Common questions from NZ investors

Which S&P 500 ETF has the lowest fee?

VOO (Vanguard) and IVV (iShares) both charge 0.03% per year — the lowest in the category — while SPY (State Street) charges 0.0945%. On every NZ$10,000 invested that's about NZ$3 per year vs about NZ$9 per year. Same underlying index.

Is SPY worth the higher fee for NZ investors?

For most buy-and-hold Kiwi investors, no. SPY's edge — extreme liquidity and tight bid-ask spreads — matters most for high-volume traders and options users. Long-term holders typically save more by paying the lower 0.03% fee on VOO or IVV.

How are these S&P 500 ETFs taxed for NZ investors?

SPY, VOO, and IVV are US-domiciled ETFs subject to NZ Foreign Investment Fund (FIF) rules once your total foreign-investment cost basis exceeds NZ$50,000. Dividends are subject to 15% US withholding tax under the NZ–US tax treaty (with a W-8BEN form).
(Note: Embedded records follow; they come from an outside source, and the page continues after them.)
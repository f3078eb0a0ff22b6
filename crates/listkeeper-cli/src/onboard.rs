//! `listkeeper onboard` — initialize configuration and data directory.
//!
//! - Creates `~/.listkeeper/config.json` with defaults
//! - Creates the records directory where per-channel lists live

use anyhow::Result;
use colored::Colorize;

use listkeeper_core::config::{load_config, save_config};
use listkeeper_core::utils::{get_data_path, get_records_path};

/// Run the onboard command.
pub fn run() -> Result<()> {
    println!();
    println!("{}", "📋 Listkeeper — Setup".cyan().bold());
    println!();

    let data_dir = get_data_path();
    let config_path = data_dir.join("config.json");

    // 1. Create config if it doesn't exist
    if config_path.exists() {
        println!(
            "  {} config already exists at {}",
            "✓".green(),
            config_path.display()
        );
    } else {
        let config = load_config(None); // defaults
        save_config(&config, Some(&config_path))?;
        println!(
            "  {} created config at {}",
            "✓".green(),
            config_path.display()
        );
    }

    // 2. Ensure the records directory
    let records_dir = get_records_path();
    std::fs::create_dir_all(&records_dir)?;
    println!("  {} records dir at {}", "✓".green(), records_dir.display());

    println!();
    println!(
        "{}",
        "  Setup complete! Add your Discord token + application id to".green()
    );
    println!(
        "{}",
        format!("  {} and run `listkeeper gateway`.", config_path.display()).green()
    );
    println!();

    Ok(())
}
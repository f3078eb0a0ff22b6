//! Utility helpers — path resolution and filename sanitization.

use std::path::PathBuf;

/// Get the Listkeeper data directory (e.g. `~/.listkeeper/`).
pub fn get_data_path() -> PathBuf {
    let home = home_dir().unwrap_or_else(|| PathBuf::from("."));
    home.join(".listkeeper")
}

/// Get the records directory (e.g. `~/.listkeeper/records/`).
pub fn get_records_path() -> PathBuf {
    get_data_path().join("records")
}

/// Sanitize a string for use as a filename.
pub fn safe_filename(s: &str) -> String {
    s.chars()
        .map(|c| {
            if c.is_alphanumeric() || c == '-' || c == '_' || c == '.' {
                c
            } else {
                '_'
            }
        })
        .collect()
}

fn home_dir() -> Option<PathBuf> {
    std::env::var("HOME")
        .ok()
        .map(PathBuf::from)
        .or_else(|| std::env::var("USERPROFILE").ok().map(PathBuf::from))
}
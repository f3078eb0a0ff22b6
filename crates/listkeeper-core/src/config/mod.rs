//! Configuration — typed schema + JSON loader with env overrides.

pub mod loader;
pub mod schema;

pub use loader::{get_config_path, load_config, save_config};
pub use schema::Config;
//! Bus event types — what channels deliver to the engine and what the
//! engine sends back.
//!
//! A channel is a black box that delivers "command invoked with named
//! arguments" events and accepts "send text response" calls. Plain text
//! messages are also forwarded — the delete-confirmation step listens
//! for them.

use chrono::{DateTime, Utc};
use std::collections::HashMap;

/// A slash-command invocation delivered by a channel.
#[derive(Clone, Debug)]
pub struct CommandInvocation {
    /// Channel name (e.g. "discord").
    pub channel: String,
    /// Sender identifier within the channel.
    pub sender_id: String,
    /// Conversation identifier — the scope that partitions lists.
    pub chat_id: String,
    /// Command name (e.g. "create", "add").
    pub name: String,
    /// Named arguments, all flattened to strings.
    pub args: HashMap<String, String>,
    /// When the invocation arrived.
    pub timestamp: DateTime<Utc>,
    /// Channel-specific metadata (e.g. interaction id/token), echoed back
    /// on the reply so the channel can route it.
    pub metadata: HashMap<String, String>,
}

impl CommandInvocation {
    /// Create a new invocation with minimal required fields.
    pub fn new(
        channel: impl Into<String>,
        sender_id: impl Into<String>,
        chat_id: impl Into<String>,
        name: impl Into<String>,
    ) -> Self {
        CommandInvocation {
            channel: channel.into(),
            sender_id: sender_id.into(),
            chat_id: chat_id.into(),
            name: name.into(),
            args: HashMap::new(),
            timestamp: Utc::now(),
            metadata: HashMap::new(),
        }
    }

    /// Builder-style argument insertion, handy in tests.
    pub fn with_arg(mut self, key: impl Into<String>, value: impl Into<String>) -> Self {
        self.args.insert(key.into(), value.into());
        self
    }

    /// Look up an argument by name.
    pub fn arg(&self, key: &str) -> Option<&str> {
        self.args.get(key).map(|s| s.as_str())
    }
}

/// A plain (non-command) text message from a channel.
///
/// Only consulted while a delete confirmation is pending for its sender.
#[derive(Clone, Debug)]
pub struct TextMessage {
    pub channel: String,
    pub sender_id: String,
    pub chat_id: String,
    pub content: String,
    pub timestamp: DateTime<Utc>,
}

impl TextMessage {
    pub fn new(
        channel: impl Into<String>,
        sender_id: impl Into<String>,
        chat_id: impl Into<String>,
        content: impl Into<String>,
    ) -> Self {
        TextMessage {
            channel: channel.into(),
            sender_id: sender_id.into(),
            chat_id: chat_id.into(),
            content: content.into(),
            timestamp: Utc::now(),
        }
    }
}

/// Anything a channel can deliver inbound.
#[derive(Clone, Debug)]
pub enum InboundEvent {
    Command(CommandInvocation),
    Text(TextMessage),
}

impl InboundEvent {
    /// The scope (conversation id) this event belongs to.
    pub fn chat_id(&self) -> &str {
        match self {
            InboundEvent::Command(c) => &c.chat_id,
            InboundEvent::Text(t) => &t.chat_id,
        }
    }

    /// The channel this event arrived on.
    pub fn channel(&self) -> &str {
        match self {
            InboundEvent::Command(c) => &c.channel,
            InboundEvent::Text(t) => &t.channel,
        }
    }
}

/// A response from the engine to a channel.
#[derive(Clone, Debug)]
pub struct OutboundMessage {
    /// Target channel name.
    pub channel: String,
    /// Target conversation identifier.
    pub chat_id: String,
    /// Text content to send.
    pub content: String,
    /// Channel-specific metadata (e.g. interaction token to answer).
    pub metadata: HashMap<String, String>,
}

impl OutboundMessage {
    /// Create a new outbound message.
    pub fn new(
        channel: impl Into<String>,
        chat_id: impl Into<String>,
        content: impl Into<String>,
    ) -> Self {
        OutboundMessage {
            channel: channel.into(),
            chat_id: chat_id.into(),
            content: content.into(),
            metadata: HashMap::new(),
        }
    }

    /// Reply to an invocation, carrying its routing metadata back.
    pub fn reply_to(invocation: &CommandInvocation, content: impl Into<String>) -> Self {
        OutboundMessage {
            channel: invocation.channel.clone(),
            chat_id: invocation.chat_id.clone(),
            content: content.into(),
            metadata: invocation.metadata.clone(),
        }
    }
}
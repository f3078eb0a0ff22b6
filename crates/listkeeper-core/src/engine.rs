//! Dispatch engine — consumes the bus, runs command handlers, persists,
//! and replies.
//!
//! Each inbound event is handled in its own task, so invocations for
//! different scopes interleave freely; the per-scope lock from `ListStore`
//! serializes the load→mutate→save cycle within a scope.
//!
//! The engine also owns the delete-confirmation state: `/delete` arms a
//! pending entry keyed by (scope, sender), and the next plain message from
//! that sender in that scope either commits the deletion (`confirm`) or
//! cancels it. A background task cancels on timeout.

use std::collections::HashMap;
use std::sync::atomic::{AtomicU64, Ordering};
use std::sync::{Arc, Mutex};
use std::time::Duration;

use tracing::{debug, error, info, warn};

use crate::bus::{CommandInvocation, InboundEvent, MessageBus, OutboundMessage, TextMessage};
use crate::commands::registry::HandlerFn;
use crate::commands::{find_command, Outcome};
use crate::error::ListError;
use crate::store::ListStore;

/// The confirmation reply that commits an armed deletion.
const CONFIRM_WORD: &str = "confirm";

/// (scope, sender) — one pending deletion per user per channel.
type PendingKey = (String, String);

/// An armed deletion waiting for its confirmation reply.
struct PendingDelete {
    /// The list to delete once confirmed.
    list: String,
    /// Channel to send the timeout notice on.
    channel: String,
    /// Distinguishes this arming from a later re-arming of the same key,
    /// so a stale timeout task can't expire the newer one.
    generation: u64,
}

type PendingMap = Arc<Mutex<HashMap<PendingKey, PendingDelete>>>;

/// The dispatch engine.
pub struct Engine {
    bus: Arc<MessageBus>,
    store: Arc<ListStore>,
    confirm_timeout: Duration,
    pending: PendingMap,
    generation: AtomicU64,
}

impl Engine {
    /// Create a new engine.
    pub fn new(bus: Arc<MessageBus>, store: Arc<ListStore>, confirm_timeout: Duration) -> Self {
        Engine {
            bus,
            store,
            confirm_timeout,
            pending: Arc::new(Mutex::new(HashMap::new())),
            generation: AtomicU64::new(0),
        }
    }

    /// Run until the bus closes. Spawns one task per inbound event.
    pub async fn run(self: Arc<Self>) {
        info!("engine started");
        while let Some(event) = self.bus.consume_inbound().await {
            let engine = self.clone();
            tokio::spawn(async move {
                match event {
                    InboundEvent::Command(inv) => engine.handle_command(inv).await,
                    InboundEvent::Text(msg) => engine.handle_text(msg).await,
                }
            });
        }
        info!("engine stopped (bus closed)");
    }

    /// Handle one slash-command invocation.
    async fn handle_command(&self, inv: CommandInvocation) {
        debug!(
            command = %inv.name,
            scope = %inv.chat_id,
            sender = %inv.sender_id,
            "dispatching command"
        );

        let Some(spec) = find_command(&inv.name) else {
            warn!(command = %inv.name, "unknown command");
            self.send(OutboundMessage::reply_to(
                &inv,
                format!("Unknown command \"{}\" — try /help.", inv.name),
            ))
            .await;
            return;
        };

        // Per-scope mutual exclusion around the whole read-modify-write.
        let guard = self.store.lock_scope(&inv.chat_id).await;
        let reply = match self.run_handler(spec.handler, &inv) {
            Ok(outcome) => {
                if let Some(list) = outcome.pending_delete.clone() {
                    self.arm_pending(&inv, list);
                }
                outcome.reply
            }
            Err(err) => {
                debug!(command = %inv.name, error = %err, "command failed");
                err.to_string()
            }
        };
        drop(guard);

        self.send(OutboundMessage::reply_to(&inv, reply)).await;
    }

    /// Load, run the handler, persist when dirty. Caller holds the scope lock.
    fn run_handler(
        &self,
        handler: HandlerFn,
        inv: &CommandInvocation,
    ) -> Result<Outcome, ListError> {
        let mut lists = self.store.load(&inv.chat_id)?;
        let outcome = handler(&mut lists, &inv.args)?;
        if outcome.dirty {
            self.store.save(&inv.chat_id, &lists)?;
        }
        Ok(outcome)
    }

    /// Arm a pending deletion and schedule its timeout.
    fn arm_pending(&self, inv: &CommandInvocation, list: String) {
        let key = (inv.chat_id.clone(), inv.sender_id.clone());
        let generation = self.generation.fetch_add(1, Ordering::Relaxed);

        {
            let mut pending = self.pending.lock().unwrap();
            // Re-arming replaces any earlier pending deletion for this user.
            pending.insert(
                key.clone(),
                PendingDelete {
                    list: list.clone(),
                    channel: inv.channel.clone(),
                    generation,
                },
            );
        }
        info!(scope = %key.0, sender = %key.1, list = %list, "armed delete confirmation");

        let bus = self.bus.clone();
        let pending = self.pending.clone();
        let timeout = self.confirm_timeout;
        tokio::spawn(async move {
            tokio::time::sleep(timeout).await;

            let expired = {
                let mut map = pending.lock().unwrap();
                match map.get(&key) {
                    Some(p) if p.generation == generation => map.remove(&key),
                    _ => None,
                }
            };

            if let Some(expired) = expired {
                info!(list = %expired.list, "delete confirmation timed out");
                let notice = OutboundMessage::new(
                    expired.channel,
                    key.0,
                    format!(
                        "Deletion of \"{}\" timed out — nothing was deleted.",
                        expired.list
                    ),
                );
                if let Err(e) = bus.publish_outbound(notice).await {
                    error!(error = %e, "failed to publish timeout notice");
                }
            }
        });
    }

    /// Handle a plain text message — only meaningful while a deletion is
    /// pending for its sender in its scope.
    async fn handle_text(&self, msg: TextMessage) {
        let key = (msg.chat_id.clone(), msg.sender_id.clone());
        let armed = {
            let mut pending = self.pending.lock().unwrap();
            pending.remove(&key)
        };
        let Some(armed) = armed else {
            return; // unrelated chatter
        };

        if !msg.content.trim().eq_ignore_ascii_case(CONFIRM_WORD) {
            info!(list = %armed.list, "delete confirmation mismatched, cancelling");
            self.send(OutboundMessage::new(
                msg.channel,
                msg.chat_id,
                ListError::Cancelled(armed.list).to_string(),
            ))
            .await;
            return;
        }

        let reply = match self.commit_delete(&msg.chat_id, &armed.list).await {
            Ok(true) => format!("Deleted list \"{}\".", armed.list),
            Ok(false) => format!("List \"{}\" was already gone.", armed.list),
            Err(err) => err.to_string(),
        };
        self.send(OutboundMessage::new(msg.channel, msg.chat_id, reply))
            .await;
    }

    /// Remove a list under the scope lock. Returns whether it existed.
    async fn commit_delete(&self, scope: &str, list: &str) -> Result<bool, ListError> {
        let _guard = self.store.lock_scope(scope).await;
        let mut lists = self.store.load(scope)?;
        let existed = lists.remove(list).is_some();
        if existed {
            self.store.save(scope, &lists)?;
            info!(scope, list, "deleted list");
        }
        Ok(existed)
    }

    async fn send(&self, msg: OutboundMessage) {
        if let Err(e) = self.bus.publish_outbound(msg).await {
            error!(error = %e, "failed to publish outbound message");
        }
    }
}

#[cfg(test)]
mod tests {
    use super::*;
    use tempfile::tempdir;

    /// Spin up an engine over a temp store; returns the bus to drive it.
    fn start_engine(confirm_timeout: Duration) -> (Arc<MessageBus>, tempfile::TempDir) {
        let dir = tempdir().unwrap();
        let bus = Arc::new(MessageBus::new(32));
        let store = Arc::new(ListStore::new(Some(dir.path().to_path_buf())).unwrap());
        let engine = Arc::new(Engine::new(bus.clone(), store, confirm_timeout));
        tokio::spawn(engine.run());
        (bus, dir)
    }

    fn command(name: &str, args: &[(&str, &str)]) -> InboundEvent {
        let mut inv = CommandInvocation::new("discord", "user_1", "chan_1", name);
        for (k, v) in args {
            inv.args.insert(k.to_string(), v.to_string());
        }
        InboundEvent::Command(inv)
    }

    fn text(content: &str) -> InboundEvent {
        InboundEvent::Text(TextMessage::new("discord", "user_1", "chan_1", content))
    }

    async fn roundtrip(bus: &MessageBus, event: InboundEvent) -> String {
        bus.publish_inbound(event).await.unwrap();
        bus.consume_outbound().await.unwrap().content
    }

    #[tokio::test]
    async fn test_create_then_view() {
        let (bus, _dir) = start_engine(Duration::from_secs(20));

        let reply = roundtrip(
            &bus,
            command("create", &[("name", "groceries"), ("items", "milk \"dark chocolate\"")]),
        )
        .await;
        assert!(reply.contains("groceries"));
        assert!(reply.contains("dark chocolate"));

        let reply = roundtrip(&bus, command("view", &[])).await;
        assert_eq!(reply, "**groceries**\n- milk\n- dark chocolate");
    }

    #[tokio::test]
    async fn test_add_without_name_is_ambiguous_with_two_lists() {
        let (bus, _dir) = start_engine(Duration::from_secs(20));

        roundtrip(&bus, command("create", &[("name", "a")])).await;
        roundtrip(&bus, command("create", &[("name", "b")])).await;

        let reply = roundtrip(&bus, command("add", &[("items", "milk")])).await;
        assert!(reply.contains("name one"));
    }

    #[tokio::test]
    async fn test_unknown_command() {
        let (bus, _dir) = start_engine(Duration::from_secs(20));
        let reply = roundtrip(&bus, command("frobnicate", &[])).await;
        assert!(reply.contains("Unknown command"));
    }

    #[tokio::test]
    async fn test_error_becomes_user_message() {
        let (bus, _dir) = start_engine(Duration::from_secs(20));
        let reply = roundtrip(&bus, command("view", &[])).await;
        assert!(reply.contains("no lists"));
    }

    #[tokio::test]
    async fn test_delete_confirm_flow() {
        let (bus, _dir) = start_engine(Duration::from_secs(20));

        roundtrip(&bus, command("create", &[("name", "groceries")])).await;

        let prompt = roundtrip(&bus, command("delete", &[("name", "groceries")])).await;
        assert!(prompt.contains("confirm"));

        let reply = roundtrip(&bus, text("confirm")).await;
        assert_eq!(reply, "Deleted list \"groceries\".");

        let reply = roundtrip(&bus, command("lists", &[])).await;
        assert!(reply.contains("No lists"));
    }

    #[tokio::test]
    async fn test_delete_mismatch_cancels() {
        let (bus, _dir) = start_engine(Duration::from_secs(20));

        roundtrip(&bus, command("create", &[("name", "groceries")])).await;
        roundtrip(&bus, command("delete", &[("name", "groceries")])).await;

        let reply = roundtrip(&bus, text("never mind")).await;
        assert!(reply.contains("cancelled"));

        // The list survives.
        let reply = roundtrip(&bus, command("lists", &[])).await;
        assert_eq!(reply, "groceries");
    }

    #[tokio::test]
    async fn test_delete_timeout_cancels() {
        let (bus, _dir) = start_engine(Duration::from_millis(50));

        roundtrip(&bus, command("create", &[("name", "groceries")])).await;
        roundtrip(&bus, command("delete", &[("name", "groceries")])).await;

        // No confirmation: the timeout task sends the cancellation notice.
        let notice = bus.consume_outbound().await.unwrap().content;
        assert!(notice.contains("timed out"));

        // A late "confirm" is ignored (no pending entry), so the next
        // outbound message is the reply to /lists — with the list intact.
        bus.publish_inbound(text("confirm")).await.unwrap();
        let reply = roundtrip(&bus, command("lists", &[])).await;
        assert_eq!(reply, "groceries");
    }

    #[tokio::test]
    async fn test_unrelated_text_is_ignored() {
        let (bus, _dir) = start_engine(Duration::from_secs(20));

        bus.publish_inbound(text("just chatting")).await.unwrap();
        // Nothing pending, so no reply; the next outbound is the /help reply.
        let reply = roundtrip(&bus, command("help", &[])).await;
        assert!(reply.contains("Listkeeper"));
    }

    #[tokio::test]
    async fn test_remove_first_occurrence_end_to_end() {
        let (bus, _dir) = start_engine(Duration::from_secs(20));

        roundtrip(
            &bus,
            command("create", &[("name", "groceries"), ("items", "milk milk")]),
        )
        .await;
        let reply = roundtrip(&bus, command("remove", &[("items", "milk")])).await;
        assert_eq!(reply, "**groceries**\n- milk");
    }

    #[tokio::test]
    async fn test_short_aliases_dispatch() {
        let (bus, _dir) = start_engine(Duration::from_secs(20));

        roundtrip(
            &bus,
            command("create", &[("name", "groceries"), ("items", "milk eggs")]),
        )
        .await;

        let reply = roundtrip(&bus, command("rm", &[("items", "eggs")])).await;
        assert_eq!(reply, "**groceries**\n- milk");

        let reply = roundtrip(&bus, command("ls", &[])).await;
        assert_eq!(reply, "groceries");
    }

    #[tokio::test]
    async fn test_state_survives_across_commands() {
        let (bus, dir) = start_engine(Duration::from_secs(20));

        roundtrip(&bus, command("create", &[("name", "groceries"), ("items", "milk")])).await;
        roundtrip(&bus, command("add", &[("items", "eggs")])).await;

        // A second store over the same directory sees the persisted state.
        let store = ListStore::new(Some(dir.path().to_path_buf())).unwrap();
        let lists = store.load("chan_1").unwrap();
        assert_eq!(lists["groceries"], vec!["milk", "eggs"]);
    }
}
The NZX-listed Smartshares US 500 (USF) is a PIE fund, capped at 28% tax with no FIF calculation.

Is there an NZX-listed S&P 500 ETF?

Yes. Smartshares US 500 ETF (ticker USF) is NZX-listed, NZD-denominated, and PIE-taxed. Its TER is 0.34% — higher than the 0.03% on VOO or IVV — but the PIE tax structure can be advantageous if you are above the FIF threshold or pay the 33% / 39% marginal rate on other income.

Where can I buy these S&P 500 ETFs from New Zealand?

SPY, VOO, and IVV are available via Hatch, Stake, Sharesies (US market), and Interactive Brokers. The NZX-listed Smartshares US 500 (USF) is available via Smartshares-direct, InvestNow, Sharesies (NZX market), and any NZX broker.